O trauma dos últimos quatro anos, especialmente a resposta da guerrilha à pandemia de saúde e os distúrbios no Capitólio, causou muita nostalgia pela era em que o jovem Barack Obama floresceu. Tanto anseio pelo período anterior ao movimento Birther, QAnon, motins brancos e supressão de eleitores sob a liderança do Partido Republicano, e legislação anti-crítica sobre teoria racial. Antes de Trump conjurar a grande mentira sobre a eleição presidencial roubada, surgiu um curso alternativo para a nação.

O poder duradouro de Barack Obama é sua capacidade de se imaginar como um país, uma sociedade e um povo melhores. Como um jovem senador estadual, candidato à presidência e comandante-em-chefe, Obama considerou os Estados Unidos a melhor aspiração.

A inovação significativa da campanha de Obama não foi o uso da mídia social ou as armadilhas das celebridades que acabaram engolindo aspectos da presidência dos Estados Unidos. A capacidade de Obama de dar aos americanos uma nova interpretação de sua própria história nacional ajudou a fazer história. A narrativa de Obama explica que “o que começou como um sussurro agora se transformou em um coro que não pode ser ignorado – imparável, que soará por toda a terra como um hino que curará esta nação – consertará este mundo e fará com que você seja diferente de todo o resto. ”

A poesia dessas palavras continua a ressoar, agora mais do que nunca, entre os americanos que percebem que não importa quão falho e imperfeito o navio político de Obama possa ser, os sonhos de liberdade que ele expressou no seu melhor são maiores do que qualquer líder político e podem portanto, nunca seja traído.

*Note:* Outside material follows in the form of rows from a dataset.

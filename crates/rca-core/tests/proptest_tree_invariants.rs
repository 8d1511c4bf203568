//! Property-based invariant tests for the tree mutation engine.
//!
//! These tests verify structural invariants that must hold for any tree:
//!
//! 1. Branches off the edit path are shared by reference.
//! 2. Deleting the root is a no-op.
//! 3. Renaming is idempotent.
//! 4. An added child is found, labelled, empty, and last among its siblings.
//! 5. Deleting a node removes it and every former descendant.
//! 6. Swapping two siblings twice restores the original order.
//! 7. Ids stay unique after any sequence of adds.

use std::collections::HashSet;
use std::sync::Arc;

use proptest::prelude::*;
use rca_core::node::{CauseNode, NodeRef, create_node};
use rca_core::tree::{
    SiblingScope, add_child_node, delete_node, find_node, insert_child, path_to, rename_node,
    reorder_siblings, subtree_ids,
};
use rca_core::NodeId;

// ── Helpers ─────────────────────────────────────────────────────────────

/// Build a tree of `parents.len() + 1` nodes named `n0..nN`, where node
/// `i + 1` hangs under node `parents[i] % (i + 1)`.
fn build_tree(parents: &[usize]) -> NodeRef {
    let count = parents.len() + 1;
    let mut children: Vec<Vec<usize>> = vec![Vec::new(); count];
    for (i, p) in parents.iter().enumerate() {
        children[p % (i + 1)].push(i + 1);
    }

    fn build(idx: usize, children: &[Vec<usize>]) -> CauseNode {
        children[idx].iter().fold(
            CauseNode::new(format!("n{idx}"), format!("label {idx}")),
            |node, &child| node.with_child(build(child, children)),
        )
    }

    build(0, &children).into_ref()
}

fn tree_strategy() -> impl Strategy<Value = NodeRef> {
    prop::collection::vec(0usize..64, 0..40).prop_map(|parents| build_tree(&parents))
}

fn all_ids(root: &NodeRef) -> Vec<NodeId> {
    root.iter().map(|n| n.id().clone()).collect()
}

/// Collect every subtree that is not an ancestor of (or equal to) `target`.
fn off_path_subtrees<'a>(root: &'a NodeRef, target: &NodeId) -> Vec<&'a NodeRef> {
    let path: HashSet<NodeId> = path_to(root, target)
        .unwrap_or_default()
        .into_iter()
        .map(|n| n.id().clone())
        .collect();
    let mut out = Vec::new();
    let mut stack = vec![root];
    while let Some(node) = stack.pop() {
        for child in node.children() {
            if path.contains(child.id()) {
                stack.push(child);
            } else {
                out.push(child);
            }
        }
    }
    out
}

// ═════════════════════════════════════════════════════════════════════════
// 1. Structural sharing
// ═════════════════════════════════════════════════════════════════════════

proptest! {
    #[test]
    fn rename_shares_off_path_branches(root in tree_strategy(), pick in any::<prop::sample::Index>()) {
        let ids = all_ids(&root);
        let target = pick.get(&ids).clone();
        let renamed = rename_node(&root, &target, "renamed");

        for subtree in off_path_subtrees(&root, &target) {
            let after = find_node(&renamed, subtree.id()).expect("off-path node survives");
            prop_assert!(
                Arc::ptr_eq(subtree, after),
                "subtree {} was copied instead of shared",
                subtree.id()
            );
        }
    }
}

// ═════════════════════════════════════════════════════════════════════════
// 2. Root deletion is a no-op
// ═════════════════════════════════════════════════════════════════════════

proptest! {
    #[test]
    fn delete_root_is_noop(root in tree_strategy()) {
        let after = delete_node(&root, &NodeId::new("n0"));
        prop_assert!(Arc::ptr_eq(&root, &after));
    }
}

// ═════════════════════════════════════════════════════════════════════════
// 3. Rename idempotence
// ═════════════════════════════════════════════════════════════════════════

proptest! {
    #[test]
    fn rename_idempotent(
        root in tree_strategy(),
        pick in any::<prop::sample::Index>(),
        label in "[a-zA-Z ]{0,24}",
    ) {
        let ids = all_ids(&root);
        let target = pick.get(&ids);
        let once = rename_node(&root, target, label.clone());
        let twice = rename_node(&once, target, label);
        prop_assert_eq!(once, twice);
    }
}

// ═════════════════════════════════════════════════════════════════════════
// 4. Add then find
// ═════════════════════════════════════════════════════════════════════════

proptest! {
    #[test]
    fn added_child_is_last_and_empty(
        root in tree_strategy(),
        pick in any::<prop::sample::Index>(),
        label in "[a-zA-Z ]{0,24}",
    ) {
        let ids = all_ids(&root);
        let parent = pick.get(&ids);
        let child = create_node(label.clone());
        let child_id = child.id().clone();
        let after = insert_child(&root, parent, child);

        let found = find_node(&after, &child_id).expect("child present");
        prop_assert_eq!(found.label(), label.as_str());
        prop_assert!(found.is_leaf());
        let parent_node = find_node(&after, parent).unwrap();
        prop_assert_eq!(parent_node.children().last().unwrap().id(), &child_id);
    }
}

// ═════════════════════════════════════════════════════════════════════════
// 5. Delete cascade
// ═════════════════════════════════════════════════════════════════════════

proptest! {
    #[test]
    fn delete_removes_whole_subtree(root in tree_strategy(), pick in any::<prop::sample::Index>()) {
        let ids = all_ids(&root);
        let target = pick.get(&ids).clone();
        prop_assume!(target != "n0");

        let doomed = subtree_ids(&root, &target);
        let after = delete_node(&root, &target);
        for id in &doomed {
            prop_assert!(find_node(&after, id).is_none(), "{} survived", id);
        }
        prop_assert_eq!(after.subtree_len(), root.subtree_len() - doomed.len());
    }
}

// ═════════════════════════════════════════════════════════════════════════
// 6. Swap involution
// ═════════════════════════════════════════════════════════════════════════

proptest! {
    #[test]
    fn double_swap_restores_order(
        parents in prop::collection::vec(0usize..1, 2..8),
        a in any::<prop::sample::Index>(),
        b in any::<prop::sample::Index>(),
    ) {
        // Every node hangs under the root, so all non-root nodes are categories.
        let root = build_tree(&parents);
        let cats: Vec<NodeId> = root.children().iter().map(|c| c.id().clone()).collect();
        let (from, to) = (a.get(&cats), b.get(&cats));

        let once = reorder_siblings(&root, &SiblingScope::Categories, from, to);
        let twice = reorder_siblings(&once, &SiblingScope::Categories, from, to);
        prop_assert_eq!(&*twice, &*root);
    }
}

// ═════════════════════════════════════════════════════════════════════════
// 7. Unique ids
// ═════════════════════════════════════════════════════════════════════════

proptest! {
    #[test]
    fn ids_stay_unique_after_adds(root in tree_strategy(), picks in prop::collection::vec(any::<prop::sample::Index>(), 1..20)) {
        let mut current = root;
        for pick in picks {
            let ids = all_ids(&current);
            let parent = pick.get(&ids).clone();
            current = add_child_node(&current, &parent, "Why?");
        }
        let ids = all_ids(&current);
        let unique: HashSet<_> = ids.iter().collect();
        prop_assert_eq!(unique.len(), ids.len());
    }
}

Obama nos chamou para sermos os melhores de uma forma que permitisse aos fãs criticar, simpatizar e celebrar seus sucessos e deficiências como se fossem nossos. Ele imaginou a América como uma grande família nacional na qual até mesmo oponentes políticos poderiam encontrar parentesco no amor pelos ideais cívicos enraizados em uma leitura generosa dos documentos fundadores, extensos o suficiente para incluir todos aqueles que ficaram de fora no momento em que este artigo foi escrito.

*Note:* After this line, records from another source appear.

#![forbid(unsafe_code)]

//! Reference front end for the RCA editor core.
//!
//! Loads a document (or starts from the starter diagram), applies an edit
//! script, optionally focuses a node, and renders text reports of the tree
//! and both views. The result can be exported as JSON.

pub mod cli;
pub mod logging;
pub mod report;
pub mod script;

use std::fs;

use rca::{ClickOrigin, Command, DocumentStore, Editor, FileStore, NodeId};
use tracing::{debug_span, info};

pub use cli::{CliAction, Opts};
pub use report::Guides;
pub use script::{ScriptError, run_script};

/// Run the harness and return the report text.
pub fn run(opts: &Opts) -> rca::Result<String> {
    let _span = debug_span!("harness_run").entered();
    let mut editor = Editor::default();

    if let Some(path) = &opts.doc {
        let store = FileStore::new(path);
        if !editor.load(&store)? {
            return Err(rca::Error::Usage(format!(
                "document not found: {}",
                path.display()
            )));
        }
        info!(path = %path.display(), "document loaded");
    }

    if let Some(path) = &opts.script {
        let text = fs::read_to_string(path)?;
        let changed = run_script(&mut editor, &text)?;
        info!(path = %path.display(), changed, "script applied");
    }

    if let Some(focus) = &opts.focus {
        let id = NodeId::new(focus.as_str());
        if !rca::core::tree::contains(&editor.state().diagram.root, &id) {
            return Err(rca::Error::Usage(format!("unknown node for --focus: {focus}")));
        }
        editor.update(Command::Select { id, origin: ClickOrigin::Fishbone });
    }

    let report = render(&editor, opts);

    if let Some(path) = &opts.export {
        FileStore::new(path).save(&editor.state().to_document())?;
        info!(path = %path.display(), "document exported");
    }

    Ok(report)
}

/// Every report section for the current editor state.
#[must_use]
pub fn render(editor: &Editor, opts: &Opts) -> String {
    let state = editor.state();
    let mut out = report::outline(state, opts.guides);

    let bundles = report::bundles_report(state);
    if !bundles.is_empty() {
        out.push('\n');
        out.push_str(&bundles);
    }

    if opts.geometry {
        out.push('\n');
        out.push_str(&report::fishbone_report(&editor.fishbone_layout()));
        if let Some(why) = editor.why_tree_layout() {
            out.push('\n');
            out.push_str(&report::why_tree_report(&why));
        }
    }
    out
}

Ciente das divisões históricas, conflitos e mal-entendidos que ameaçavam minar continuamente a república, por um breve período Obama permitiu que o mundo visse a América como um lugar de possibilidades infinitas. Seu 60º aniversário nos leva a refletir sobre a distância aparentemente enorme que separa aquela época da nossa, bem como sobre os passos necessários para renovar a fé democrática da nação e a fé na capacidade de chegar ao país que sempre imaginamos.